• **Material shown**:
※

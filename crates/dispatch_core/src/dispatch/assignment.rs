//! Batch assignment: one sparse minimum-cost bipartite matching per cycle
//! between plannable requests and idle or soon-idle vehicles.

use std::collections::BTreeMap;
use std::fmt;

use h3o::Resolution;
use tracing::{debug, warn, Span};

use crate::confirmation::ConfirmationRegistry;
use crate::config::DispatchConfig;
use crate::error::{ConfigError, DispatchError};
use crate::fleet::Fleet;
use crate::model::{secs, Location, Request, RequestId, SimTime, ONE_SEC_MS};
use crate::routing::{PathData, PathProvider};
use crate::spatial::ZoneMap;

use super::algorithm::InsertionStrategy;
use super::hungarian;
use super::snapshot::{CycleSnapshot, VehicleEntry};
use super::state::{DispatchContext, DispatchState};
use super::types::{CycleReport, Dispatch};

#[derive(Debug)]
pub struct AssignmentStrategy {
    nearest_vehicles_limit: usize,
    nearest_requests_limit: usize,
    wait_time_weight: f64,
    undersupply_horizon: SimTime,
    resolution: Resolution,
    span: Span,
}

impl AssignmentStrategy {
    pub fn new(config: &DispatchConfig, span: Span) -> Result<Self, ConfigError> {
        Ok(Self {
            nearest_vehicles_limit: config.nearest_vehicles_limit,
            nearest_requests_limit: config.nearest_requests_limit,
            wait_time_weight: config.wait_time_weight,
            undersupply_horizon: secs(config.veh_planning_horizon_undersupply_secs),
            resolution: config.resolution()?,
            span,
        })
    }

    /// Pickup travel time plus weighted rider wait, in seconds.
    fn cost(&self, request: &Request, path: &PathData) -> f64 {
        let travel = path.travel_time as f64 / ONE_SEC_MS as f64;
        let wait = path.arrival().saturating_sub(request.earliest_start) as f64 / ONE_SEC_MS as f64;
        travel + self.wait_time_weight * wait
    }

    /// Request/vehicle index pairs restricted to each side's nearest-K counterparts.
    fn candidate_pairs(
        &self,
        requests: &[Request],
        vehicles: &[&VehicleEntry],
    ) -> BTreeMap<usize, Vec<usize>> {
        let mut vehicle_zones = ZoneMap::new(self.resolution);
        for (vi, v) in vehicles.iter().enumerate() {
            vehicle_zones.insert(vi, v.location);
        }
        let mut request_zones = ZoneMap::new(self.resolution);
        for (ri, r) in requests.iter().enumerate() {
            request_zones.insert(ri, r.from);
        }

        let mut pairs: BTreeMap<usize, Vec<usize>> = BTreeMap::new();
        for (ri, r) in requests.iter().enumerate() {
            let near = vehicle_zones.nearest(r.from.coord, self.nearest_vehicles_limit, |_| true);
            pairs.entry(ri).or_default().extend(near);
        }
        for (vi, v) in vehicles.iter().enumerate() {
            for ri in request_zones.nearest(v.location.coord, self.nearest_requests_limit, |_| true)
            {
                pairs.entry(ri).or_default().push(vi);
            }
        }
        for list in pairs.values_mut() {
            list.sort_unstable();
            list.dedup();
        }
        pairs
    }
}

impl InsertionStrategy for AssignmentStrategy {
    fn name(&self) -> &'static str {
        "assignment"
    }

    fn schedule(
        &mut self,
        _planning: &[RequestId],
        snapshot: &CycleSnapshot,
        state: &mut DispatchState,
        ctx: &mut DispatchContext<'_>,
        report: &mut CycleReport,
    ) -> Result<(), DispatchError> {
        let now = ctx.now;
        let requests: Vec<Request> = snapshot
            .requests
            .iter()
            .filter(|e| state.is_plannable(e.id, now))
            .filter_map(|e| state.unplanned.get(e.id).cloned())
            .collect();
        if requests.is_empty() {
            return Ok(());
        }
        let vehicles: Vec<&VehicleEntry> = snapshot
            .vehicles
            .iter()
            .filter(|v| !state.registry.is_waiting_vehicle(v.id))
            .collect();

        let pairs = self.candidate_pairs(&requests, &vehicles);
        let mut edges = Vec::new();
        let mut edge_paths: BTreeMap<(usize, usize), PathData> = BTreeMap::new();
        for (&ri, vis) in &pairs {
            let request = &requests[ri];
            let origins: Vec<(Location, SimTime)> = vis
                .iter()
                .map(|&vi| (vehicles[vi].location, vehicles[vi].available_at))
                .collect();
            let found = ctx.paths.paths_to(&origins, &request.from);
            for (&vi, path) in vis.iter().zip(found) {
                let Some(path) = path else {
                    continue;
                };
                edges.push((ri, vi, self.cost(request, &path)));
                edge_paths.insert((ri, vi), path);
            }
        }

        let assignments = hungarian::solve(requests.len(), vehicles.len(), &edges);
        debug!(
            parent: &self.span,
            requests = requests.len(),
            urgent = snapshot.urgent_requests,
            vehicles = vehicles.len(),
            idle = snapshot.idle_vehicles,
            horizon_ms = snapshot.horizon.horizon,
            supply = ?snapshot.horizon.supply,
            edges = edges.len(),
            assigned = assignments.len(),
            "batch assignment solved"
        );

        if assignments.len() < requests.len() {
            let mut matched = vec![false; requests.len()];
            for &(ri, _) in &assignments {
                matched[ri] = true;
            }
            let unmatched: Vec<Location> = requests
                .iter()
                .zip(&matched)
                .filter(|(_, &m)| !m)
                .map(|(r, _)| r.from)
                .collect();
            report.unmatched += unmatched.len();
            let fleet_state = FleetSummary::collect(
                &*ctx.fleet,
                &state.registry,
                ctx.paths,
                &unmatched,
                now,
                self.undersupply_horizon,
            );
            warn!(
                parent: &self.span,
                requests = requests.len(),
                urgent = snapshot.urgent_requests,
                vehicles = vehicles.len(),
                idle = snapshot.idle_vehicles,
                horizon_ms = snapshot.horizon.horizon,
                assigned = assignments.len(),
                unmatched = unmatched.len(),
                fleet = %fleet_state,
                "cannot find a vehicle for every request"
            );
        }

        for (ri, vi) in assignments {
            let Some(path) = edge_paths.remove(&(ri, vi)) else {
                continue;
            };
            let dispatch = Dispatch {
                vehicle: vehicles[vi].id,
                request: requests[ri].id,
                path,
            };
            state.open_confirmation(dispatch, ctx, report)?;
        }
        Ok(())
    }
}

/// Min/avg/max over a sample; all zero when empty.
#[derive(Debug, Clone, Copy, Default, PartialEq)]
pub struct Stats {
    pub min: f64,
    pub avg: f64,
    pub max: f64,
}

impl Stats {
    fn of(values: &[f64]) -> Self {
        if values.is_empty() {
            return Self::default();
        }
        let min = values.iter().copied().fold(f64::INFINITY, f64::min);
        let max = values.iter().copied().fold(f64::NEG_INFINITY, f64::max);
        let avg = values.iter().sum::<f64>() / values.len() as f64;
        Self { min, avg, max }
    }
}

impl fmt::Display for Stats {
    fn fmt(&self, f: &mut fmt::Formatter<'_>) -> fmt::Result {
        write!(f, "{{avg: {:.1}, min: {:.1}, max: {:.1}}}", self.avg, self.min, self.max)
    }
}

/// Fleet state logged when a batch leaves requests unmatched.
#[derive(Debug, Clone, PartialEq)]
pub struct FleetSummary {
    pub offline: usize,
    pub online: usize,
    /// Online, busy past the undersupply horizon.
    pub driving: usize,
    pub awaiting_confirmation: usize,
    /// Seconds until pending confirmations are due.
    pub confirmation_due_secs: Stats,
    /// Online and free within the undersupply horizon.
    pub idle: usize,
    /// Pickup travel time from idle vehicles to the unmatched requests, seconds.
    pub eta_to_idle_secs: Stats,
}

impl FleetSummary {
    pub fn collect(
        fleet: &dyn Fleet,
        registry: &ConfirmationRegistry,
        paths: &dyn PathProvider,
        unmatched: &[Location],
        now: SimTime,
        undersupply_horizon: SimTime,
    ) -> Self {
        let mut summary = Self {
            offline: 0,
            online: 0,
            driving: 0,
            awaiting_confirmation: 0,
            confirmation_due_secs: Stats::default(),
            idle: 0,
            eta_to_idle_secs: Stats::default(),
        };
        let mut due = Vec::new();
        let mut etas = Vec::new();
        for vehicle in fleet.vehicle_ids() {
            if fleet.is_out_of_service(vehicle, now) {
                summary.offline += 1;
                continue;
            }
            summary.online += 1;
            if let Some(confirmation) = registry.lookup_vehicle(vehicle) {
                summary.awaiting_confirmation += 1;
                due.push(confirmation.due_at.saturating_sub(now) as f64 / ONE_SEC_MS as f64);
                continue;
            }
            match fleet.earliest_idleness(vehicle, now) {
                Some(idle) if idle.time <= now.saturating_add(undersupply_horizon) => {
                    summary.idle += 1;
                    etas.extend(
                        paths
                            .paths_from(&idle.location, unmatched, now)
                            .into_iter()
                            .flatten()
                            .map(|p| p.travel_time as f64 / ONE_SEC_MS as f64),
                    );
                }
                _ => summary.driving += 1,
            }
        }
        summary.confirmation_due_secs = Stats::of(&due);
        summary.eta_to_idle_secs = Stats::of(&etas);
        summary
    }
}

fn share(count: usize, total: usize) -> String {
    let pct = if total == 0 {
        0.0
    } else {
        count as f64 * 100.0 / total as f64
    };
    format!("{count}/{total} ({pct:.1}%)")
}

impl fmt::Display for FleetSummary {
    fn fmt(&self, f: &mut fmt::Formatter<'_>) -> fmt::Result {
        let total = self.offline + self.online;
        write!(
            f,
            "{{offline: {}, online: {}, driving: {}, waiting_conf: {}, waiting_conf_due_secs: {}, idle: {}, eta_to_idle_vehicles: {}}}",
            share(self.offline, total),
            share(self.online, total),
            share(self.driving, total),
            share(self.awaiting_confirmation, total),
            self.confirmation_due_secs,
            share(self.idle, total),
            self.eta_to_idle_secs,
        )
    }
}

※

• **What is needed**:
Look over the data above and show each line that contains "AssignmentStrategy".

• **Written answer**:
pub struct AssignmentStrategy {
impl AssignmentStrategy {
impl InsertionStrategy for AssignmentStrategy {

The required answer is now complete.